* Task details
All of the entries are to be written out again verbatim.

Data supplied below:

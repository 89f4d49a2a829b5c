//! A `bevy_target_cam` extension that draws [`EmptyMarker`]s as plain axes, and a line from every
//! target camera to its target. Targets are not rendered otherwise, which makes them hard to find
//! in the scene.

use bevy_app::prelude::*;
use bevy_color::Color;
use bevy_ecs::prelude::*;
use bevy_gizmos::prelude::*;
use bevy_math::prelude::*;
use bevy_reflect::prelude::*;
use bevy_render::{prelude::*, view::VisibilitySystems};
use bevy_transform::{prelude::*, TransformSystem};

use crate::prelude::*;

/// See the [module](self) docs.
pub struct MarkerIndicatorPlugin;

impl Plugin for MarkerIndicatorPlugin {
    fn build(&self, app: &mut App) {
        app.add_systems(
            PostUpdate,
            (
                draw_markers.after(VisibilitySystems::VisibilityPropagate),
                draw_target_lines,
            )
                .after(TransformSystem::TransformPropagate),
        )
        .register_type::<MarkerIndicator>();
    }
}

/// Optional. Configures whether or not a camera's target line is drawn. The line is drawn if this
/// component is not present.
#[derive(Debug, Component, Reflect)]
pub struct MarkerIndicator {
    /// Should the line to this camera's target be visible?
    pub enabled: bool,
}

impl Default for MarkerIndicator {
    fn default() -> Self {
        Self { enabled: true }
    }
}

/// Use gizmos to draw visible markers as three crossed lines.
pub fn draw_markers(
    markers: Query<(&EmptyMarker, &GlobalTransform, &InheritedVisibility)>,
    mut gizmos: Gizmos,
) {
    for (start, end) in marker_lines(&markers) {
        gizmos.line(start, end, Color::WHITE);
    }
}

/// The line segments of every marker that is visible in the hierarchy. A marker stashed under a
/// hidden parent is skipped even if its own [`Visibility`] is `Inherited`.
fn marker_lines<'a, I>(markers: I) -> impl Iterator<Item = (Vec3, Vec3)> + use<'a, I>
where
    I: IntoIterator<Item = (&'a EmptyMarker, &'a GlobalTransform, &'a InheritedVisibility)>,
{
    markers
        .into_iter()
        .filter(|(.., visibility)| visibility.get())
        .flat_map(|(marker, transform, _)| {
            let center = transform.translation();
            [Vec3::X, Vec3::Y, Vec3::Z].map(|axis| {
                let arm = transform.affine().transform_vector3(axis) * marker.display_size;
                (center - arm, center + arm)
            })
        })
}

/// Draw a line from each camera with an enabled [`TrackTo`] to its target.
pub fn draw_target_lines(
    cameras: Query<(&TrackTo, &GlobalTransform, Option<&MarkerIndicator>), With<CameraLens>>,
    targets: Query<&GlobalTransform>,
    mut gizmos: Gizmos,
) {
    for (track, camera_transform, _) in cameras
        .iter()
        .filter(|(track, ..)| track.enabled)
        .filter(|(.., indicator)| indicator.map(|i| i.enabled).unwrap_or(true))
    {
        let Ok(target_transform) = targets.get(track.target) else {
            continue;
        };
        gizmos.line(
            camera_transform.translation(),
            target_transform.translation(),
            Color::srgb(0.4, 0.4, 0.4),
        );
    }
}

End of Data supplied.

* Finished exercise
repository 89f4d49a2a829b5c
//! A `bevy_target_cam` extension that draws [`EmptyMarker`]s as plain axes, and a line from every
//! target camera to its target. Targets are not rendered otherwise, which makes them hard to find
//! in the scene.

use bevy_app::prelude::*;
use bevy_color::Color;
use bevy_ecs::prelude::*;
use bevy_gizmos::prelude::*;
use bevy_math::prelude::*;
use bevy_reflect::prelude::*;
use bevy_render::{prelude::*, view::VisibilitySystems};
use bevy_transform::{prelude::*, TransformSystem};

use crate::prelude::*;

/// See the [module](self) docs.
pub struct MarkerIndicatorPlugin;

impl Plugin for MarkerIndicatorPlugin {
    fn build(&self, app: &mut App) {
        app.add_systems(
            PostUpdate,
            (
                draw_markers.after(VisibilitySystems::VisibilityPropagate),
                draw_target_lines,
            )
                .after(TransformSystem::TransformPropagate),
        )
        .register_type::<MarkerIndicator>();
    }
}

/// Optional. Configures whether or not a camera's target line is drawn. The line is drawn if this
/// component is not present.
#[derive(Debug, Component, Reflect)]
pub struct MarkerIndicator {
    /// Should the line to this camera's target be visible?
    pub enabled: bool,
}

impl Default for MarkerIndicator {
    fn default() -> Self {
        Self { enabled: true }
    }
}

/// Use gizmos to draw visible markers as three crossed lines.
pub fn draw_markers(
    markers: Query<(&EmptyMarker, &GlobalTransform, &InheritedVisibility)>,
    mut gizmos: Gizmos,
) {
    for (start, end) in marker_lines(&markers) {
        gizmos.line(start, end, Color::WHITE);
    }
}

/// The line segments of every marker that is visible in the hierarchy. A marker stashed under a
/// hidden parent is skipped even if its own [`Visibility`] is `Inherited`.
fn marker_lines<'a, I>(markers: I) -> impl Iterator<Item = (Vec3, Vec3)> + use<'a, I>
where
    I: IntoIterator<Item = (&'a EmptyMarker, &'a GlobalTransform, &'a InheritedVisibility)>,
{
    markers
        .into_iter()
        .filter(|(.., visibility)| visibility.get())
        .flat_map(|(marker, transform, _)| {
            let center = transform.translation();
            [Vec3::X, Vec3::Y, Vec3::Z].map(|axis| {
                let arm = transform.affine().transform_vector3(axis) * marker.display_size;
                (center - arm, center + arm)
            })
        })
}

/// Draw a line from each camera with an enabled [`TrackTo`] to its target.
pub fn draw_target_lines(
    cameras: Query<(&TrackTo, &GlobalTransform, Option<&MarkerIndicator>), With<CameraLens>>,
    targets: Query<&GlobalTransform>,
    mut gizmos: Gizmos,
) {
    for (track, camera_transform, _) in cameras
        .iter()
        .filter(|(track, ..)| track.enabled)
        .filter(|(.., indicator)| indicator.map(|i| i.enabled).unwrap_or(true))
    {
        let Ok(target_transform) = targets.get(track.target) else {
            continue;
        };
        gizmos.line(
            camera_transform.translation(),
            target_transform.translation(),
            Color::srgb(0.4, 0.4, 0.4),
        );
    }
}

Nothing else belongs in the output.